CD11c is associated with necrotic core area and reduced gene expression levels of Milk Fat Globule—Epidermal growth factor—factor VIII (MFGE8). (A) Movat pentachrome was used to identify necrotic core areas (acellular non-fibrotic tissue). Core area is marked by red-dotted line. Scale bar 1 mm (n = 57). (B) Human plaque necrotic core area correlate strongly with CD11c plaque area (n = 57). Data are presented as % of total plaque area. Spearman rank correlation test was used. (C, D) MFGE8 gene expression levels correlate inversely to plaque gene expression levels of IRF5 and ITGAX (CD11c). Data are presented as normalized counts. Spearman’s rank correlation coefficient was used (n = 60). Red indicates symptomatic patients and blue indicates asymptomatic patients. (E) Gene expression levels of MFGE8 and ITGB3 were up-regulated in THP-1 PMA matured macrophages upon IRF5 silencing, n = 11–12. Mann–Whitney U tests were used to identify significant differences. Boxes represent median levels and bars represent interquartile range. (F) Heatmap showing correlation coefficients for CD11c and IRF5 positive plaque area, plaque tissue gene expression of ITGAX and IRF5 to plaque protein levels and plaque gene expression levels of interleukin-6 (IL6), Chemokine (C–C motif) ligand 3 (also known as macrophage inflammatory protein-1α), Chemokine ligand 4 (CCL4/macrophage inflammatory protein-1β), monocyte chemoattractant protein-1 (MCP-1/CCL2), and interleukin-10 (IL10). CD11c and IRF5 plaque area were presented as % of total plaque area. IL6, CCL3, CCL4, and MCP-1 were presented as arbitrary units/gram wet weight plaque. Interleukin-10 was presented as picogram/gram wet weight plaque.

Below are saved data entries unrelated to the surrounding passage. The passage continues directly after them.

/// The complete privacy report for one wallet snapshot.
#[derive(Debug, Clone, PartialEq, Serialize, Deserialize, ToSchema)]
#[serde(rename_all = "camelCase")]
pub struct PrivacyReport {
    pub address: String,
    pub report_id: Uuid,
    pub generated_at: DateTime<Utc>,
    pub transaction_count: usize,
    pub entropy: EntropyAnalysis,
    pub k_anonymity: KAnonymityAnalysis,
    pub graph: GraphAnalysis,
    pub temporal: TemporalAnalysis,
    pub mutual_information: MutualInformationAnalysis,
    pub differential_privacy: DifferentialPrivacyAnalysis,
    pub clustering: ClusteringAnalysis,
    pub mixer: MixerAnalysis,
    pub cross_chain: CrossChainAnalysis,
    pub dust: DustAnalysis,
    pub exchange: ExchangeAnalysis,
    pub attack_simulation: AttackSimulation,
    /// Weighted total, in [0, 100]
    pub advanced_privacy_score: u32,
    pub grade: Grade,
    pub risk_level: RiskLevel,
    /// Sorted HIGH > MEDIUM > LOW, deduplicated by action
    pub recommendations: Vec<Recommendation>,
}

/// Risk-level breakpoints over the final score.
fn risk_level_for(score: u32) -> RiskLevel {
    match score {
        85.. => RiskLevel::Minimal,
        70..=84 => RiskLevel::Low,
        50..=69 => RiskLevel::Medium,
        30..=49 => RiskLevel::High,
        _ => RiskLevel::Critical,
    }
}

struct SubScores {
    entropy: f64,
    k_anonymity: f64,
    graph: f64,
    temporal: f64,
    mutual_information: f64,
    differential_privacy: f64,
    clustering: f64,
    attack_resistance: f64,
    dust: f64,
    exchange: f64,
    cross_chain: f64,
}

impl SubScores {
    fn weighted_total(&self) -> u32 {
        let total = self.entropy * WEIGHT_ENTROPY
            + self.k_anonymity * WEIGHT_K_ANONYMITY
            + self.graph * WEIGHT_GRAPH
            + self.temporal * WEIGHT_TEMPORAL
            + self.mutual_information * WEIGHT_MUTUAL_INFORMATION
            + self.differential_privacy * WEIGHT_DIFFERENTIAL_PRIVACY
            + self.clustering * WEIGHT_CLUSTERING
            + self.attack_resistance * WEIGHT_ATTACK_RESISTANCE
            + self.dust * WEIGHT_DUST
            + self.exchange * WEIGHT_EXCHANGE
            + self.cross_chain * WEIGHT_CROSS_CHAIN;
        total.round().clamp(0.0, 100.0) as u32
    }
}
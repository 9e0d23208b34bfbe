//! Helius enhanced-transactions indexer client.
//!
//! Fetches raw enhanced transactions from the Helius REST API and
//! normalizes them into [`TransactionRecord`]s before they reach the
//! engine. Without an API key the client runs in mock mode and serves a
//! deterministic synthetic history derived from the address, which keeps
//! local development and the test suite offline.

use async_trait::async_trait;
use reqwest::Client;
use secrecy::{ExposeSecret, SecretString};
use serde::Deserialize;
use sha2::{Digest, Sha256};
use tracing::{debug, error, instrument, warn};

use crate::domain::{
    AppError, ExternalServiceError, TransactionRecord, TransactionSource, UNKNOWN_COUNTERPARTY,
};

/// Default Helius API base URL
pub const DEFAULT_HELIUS_API_URL: &str = "https://api.helius.xyz";

const LAMPORTS_PER_SOL: f64 = 1_000_000_000.0;

/// One native SOL transfer inside an enhanced transaction.
#[derive(Debug, Deserialize)]
#[serde(rename_all = "camelCase")]
struct RawNativeTransfer {
    #[serde(default)]
    from_user_account: Option<String>,
    #[serde(default)]
    to_user_account: Option<String>,
    /// Lamports
    #[serde(default)]
    amount: u64,
}

/// Enhanced transaction as returned by `/v0/addresses/{address}/transactions`.
#[derive(Debug, Deserialize)]
#[serde(rename_all = "camelCase")]
struct RawTransaction {
    signature: String,
    timestamp: i64,
    #[serde(rename = "type", default)]
    tx_type: Option<String>,
    /// Lamports
    #[serde(default)]
    fee: u64,
    #[serde(default)]
    description: Option<String>,
    #[serde(default)]
    native_transfers: Vec<RawNativeTransfer>,
}

/// Indexer client backed by the Helius enhanced-transactions API.
#[derive(Debug, Clone)]
pub struct HeliusIndexer {
    http_client: Client,
    api_key: Option<SecretString>,
    base_url: String,
}

impl Default for HeliusIndexer {
    fn default() -> Self {
        Self::new(None, None)
    }
}

impl HeliusIndexer {
    /// Create a new indexer client.
    ///
    /// # Arguments
    /// * `api_key` - Optional Helius API key. If None, uses mock mode.
    /// * `base_url` - Optional custom API base URL. Defaults to Helius production.
    #[must_use]
    pub fn new(api_key: Option<SecretString>, base_url: Option<String>) -> Self {
        let http_client = Client::builder()
            .timeout(std::time::Duration::from_secs(30))
            .build()
            .unwrap_or_default();

        Self {
            http_client,
            api_key,
            base_url: base_url.unwrap_or_else(|| DEFAULT_HELIUS_API_URL.to_string()),
        }
    }

    /// Check if running in mock mode (no API key configured)
    fn is_mock_mode(&self) -> bool {
        self.api_key.is_none()
    }

    async fn fetch_raw(
        &self,
        address: &str,
        limit: usize,
    ) -> Result<Vec<RawTransaction>, AppError> {
        let api_key = self.api_key.as_ref().ok_or_else(|| {
            AppError::ExternalService(ExternalServiceError::Configuration(
                "HELIUS_API_KEY not configured".to_string(),
            ))
        })?;

        let url = format!("{}/v0/addresses/{}/transactions", self.base_url, address);
        debug!(url = %url, limit, "Fetching enhanced transactions from Helius");

        let limit_param = limit.to_string();
        let response = self
            .http_client
            .get(&url)
            .query(&[
                ("api-key", api_key.expose_secret()),
                ("limit", limit_param.as_str()),
            ])
            .send()
            .await
            .map_err(|e| {
                error!(error = %e, "Helius API request failed");
                AppError::ExternalService(ExternalServiceError::Network(e.to_string()))
            })?;

        if !response.status().is_success() {
            let status = response.status();
            let body = response.text().await.unwrap_or_default();
            error!(status = %status, body = %body, "Helius API returned error");
            return Err(AppError::ExternalService(ExternalServiceError::ApiError {
                status_code: status.as_u16(),
                message: body,
            }));
        }

        response.json().await.map_err(|e| {
            error!(error = %e, "Failed to parse Helius response");
            AppError::ExternalService(ExternalServiceError::ParseError(e.to_string()))
        })
    }

    /// Normalize one raw enhanced transaction from the perspective of
    /// `address`. Returns None for records the engine must never see
    /// (zero-movement or malformed entries).
    fn normalize(address: &str, raw: &RawTransaction) -> Option<TransactionRecord> {
        // Largest native transfer touching the address decides amount and
        // counterparty.
        let mut amount_lamports = 0u64;
        let mut counterparty: Option<String> = None;

        for transfer in &raw.native_transfers {
            let from = transfer.from_user_account.as_deref();
            let to = transfer.to_user_account.as_deref();
            let other = if from == Some(address) {
                to
            } else if to == Some(address) {
                from
            } else {
                continue;
            };
            if transfer.amount > amount_lamports {
                amount_lamports = transfer.amount;
                counterparty = other.map(str::to_string);
            }
        }

        if amount_lamports == 0 {
            return None;
        }

        let amount = amount_lamports as f64 / LAMPORTS_PER_SOL;
        if !amount.is_finite() {
            return None;
        }

        let mut record = TransactionRecord::new(
            raw.signature.clone(),
            raw.timestamp,
            amount,
            counterparty.unwrap_or_else(|| UNKNOWN_COUNTERPARTY.to_string()),
            raw.tx_type.clone().unwrap_or_else(|| "UNKNOWN".to_string()),
        )
        .with_fee(raw.fee as f64 / LAMPORTS_PER_SOL);

        if let Some(description) = &raw.description
            && !description.is_empty()
        {
            record = record.with_description(description.clone());
        }

        Some(record)
    }

    /// Deterministic synthetic history for mock mode, derived from the
    /// address so distinct addresses get distinct but stable profiles.
    fn mock_transactions(address: &str, limit: usize) -> Vec<TransactionRecord> {
        let seed: [u8; 32] = Sha256::digest(address.as_bytes()).into();
        let count = limit.min(24 + (seed[0] as usize % 24));
        let base_ts = 1_735_689_600_i64; // 2025-01-01T00:00:00Z

        (0..count)
            .map(|i| {
                let b = seed[i % seed.len()];
                let gap = 3_600 + i64::from(b) * 97;
                let amount = 0.05 + f64::from(seed[(i + 7) % seed.len()]) * 0.021;
                let counterparty = format!("mock-counterparty-{}", b % 11);
                let tx_type = if b % 4 == 0 { "SWAP" } else { "TRANSFER" };
                TransactionRecord::new(
                    format!("mock-{}-{i}", &address[..address.len().min(8)]),
                    base_ts + (i as i64) * gap,
                    amount,
                    counterparty,
                    tx_type,
                )
                .with_fee(0.000005)
            })
            .collect()
    }
}

#[async_trait]
impl TransactionSource for HeliusIndexer {
    async fn health_check(&self) -> Result<(), AppError> {
        if self.is_mock_mode() {
            return Ok(());
        }
        // A 1-transaction fetch for a well-known address doubles as a
        // connectivity and API-key probe.
        self.fetch_raw("So11111111111111111111111111111111111111112", 1)
            .await
            .map(|_| ())
    }

    #[instrument(skip(self), fields(address = %address, limit))]
    async fn fetch_transactions(
        &self,
        address: &str,
        limit: usize,
    ) -> Result<Vec<TransactionRecord>, AppError> {
        if self.is_mock_mode() {
            warn!("Running in mock indexer mode - no HELIUS_API_KEY configured");
            return Ok(Self::mock_transactions(address, limit));
        }

        let raw = self.fetch_raw(address, limit).await?;
        let mut records: Vec<TransactionRecord> = raw
            .iter()
            .filter_map(|r| Self::normalize(address, r))
            .collect();
        // Helius returns newest first; the engine expects chronological order.
        records.sort_by_key(|r| r.timestamp_seconds);

        debug!(
            fetched = raw.len(),
            normalized = records.len(),
            "Normalized Helius transaction batch"
        );
        Ok(records)
    }

    fn name(&self) -> &'static str {
        "helius"
    }
}

#[cfg(test)]
mod tests {
    use super::*;

    const ADDRESS: &str = "HvwC9QSAzwEXkUkwqNNGhfNHoVqXJYfPvPZfQvJmHWcF";

    fn raw(signature: &str, transfers: Vec<RawNativeTransfer>) -> RawTransaction {
        RawTransaction {
            signature: signature.to_string(),
            timestamp: 1_700_000_000,
            tx_type: Some("TRANSFER".to_string()),
            fee: 5_000,
            description: None,
            native_transfers: transfers,
        }
    }

    #[test]
    fn test_normalize_picks_largest_transfer() {
        let tx = raw(
            "sig1",
            vec![
                RawNativeTransfer {
                    from_user_account: Some(ADDRESS.to_string()),
                    to_user_account: Some("small".to_string()),
                    amount: 1_000_000,
                },
                RawNativeTransfer {
                    from_user_account: Some(ADDRESS.to_string()),
                    to_user_account: Some("large".to_string()),
                    amount: 2_000_000_000,
                },
            ],
        );
        let record = HeliusIndexer::normalize(ADDRESS, &tx).unwrap();
        assert_eq!(record.counterparty, "large");
        assert!((record.amount - 2.0).abs() < 1e-12);
        assert!((record.fee - 0.000005).abs() < 1e-12);
    }

    #[test]
    fn test_normalize_drops_unrelated_transaction() {
        let tx = raw(
            "sig2",
            vec![RawNativeTransfer {
                from_user_account: Some("a".to_string()),
                to_user_account: Some("b".to_string()),
                amount: 1_000_000,
            }],
        );
        assert!(HeliusIndexer::normalize(ADDRESS, &tx).is_none());
    }

    #[test]
    fn test_normalize_unresolved_counterparty() {
        let tx = raw(
            "sig3",
            vec![RawNativeTransfer {
                from_user_account: None,
                to_user_account: Some(ADDRESS.to_string()),
                amount: 500_000_000,
            }],
        );
        let record = HeliusIndexer::normalize(ADDRESS, &tx).unwrap();
        assert_eq!(record.counterparty, UNKNOWN_COUNTERPARTY);
    }

    #[tokio::test]
    async fn test_mock_mode_is_deterministic() {
        let indexer = HeliusIndexer::default();
        assert!(indexer.is_mock_mode());

        let a = indexer.fetch_transactions(ADDRESS, 50).await.unwrap();
        let b = indexer.fetch_transactions(ADDRESS, 50).await.unwrap();
        assert_eq!(a, b);
        assert!(!a.is_empty());
        assert!(a.len() <= 50);
    }

    #[tokio::test]
    async fn test_mock_mode_respects_limit() {
        let indexer = HeliusIndexer::default();
        let txs = indexer.fetch_transactions(ADDRESS, 5).await.unwrap();
        assert_eq!(txs.len(), 5);
    }
}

Spearman’s rho was used for correlations analyses. (G) Gene expression levels of CCL2 (MCP-1), CCL-4, ITGAX (CD11c), and IRF5 were reduced by IRF5 silencing in M1 matured THP-1 cells, n = 9. Mann–Whitney U tests were used to identify significant differences. Boxes represent median levels and bars represent interquartile range. (H) IRF5 overexpression by adenovirus transfection of human plaque cells caused increasing release of IL6 into cell culture supernatants. Four replicates per condition were studied. Unpaired t-test was used to identify significant differences. siQ, silencing control.
Figure 5
Figure 5
Interferon regulatory factor-5 deficiency reduced the frequency of plaque rupture and reduced both necrotic core and CDC11c plaque area in an inducible plaque rupture model. (A) Schematic figure of the common location of plaques ruptures identified in the area between the cast and ligation. (B) Computed tomography (CT) with contrast agent demonstrated that the blood flow was diminished, but not interrupted, after partial ligation proximal to the bifurcation of the carotid artery. Red indicates a high blood flow and blue and green indicate a lower blood flow. (C) No difference in total plaque area, intima/media ratio based on haematoxylin and eosin, was seen when comparing ApoE  −/− and ApoE  −/−  Irf5  −/− carotid lesions. (D) Plaque rupture frequencies are reduced in ApoE  −/−  Irf5  −/− mice compared with ApoE  −/− mice. Representative images of haematoxylin and eosin stained cross-sections of the right carotid artery 4 days after cast placement in the intra-cast region of (left) and ApoE  −/−  Irf5  −/− mice (right). Scale bars, 100 μm. The left insert demonstrates a rupture, characterized by the loss of continuity of the fibrous cap with invasion of thrombus into the plaque tissue and at the right insert a non-ruptured plaque in ApoE  −/−  Irf5  −/−. P indicates plaque tissue and T indicates thrombus. Scale bars insert, 50 μm. Scale bar, 100 μm. (EG) Representative images of cross-sections of carotid arteries after the cast with respective staining and quantification. (E) The sections were stained with haematoxylin and eosin for plaque and necrotic core size (necrotic cores are indicated with a dotted line). A decrease in necrotic core size was observed in the interferon regulatory factor-5-deficient group. (F) CD68 was used to identify macrophages and (G) CD11c. Unless mentioned otherwise, all quantifications are shown as a percentage of the cross-sectional plaque size. All values are expressed as median and interquartile range. Scale bar, 100 μm; n = 16–17.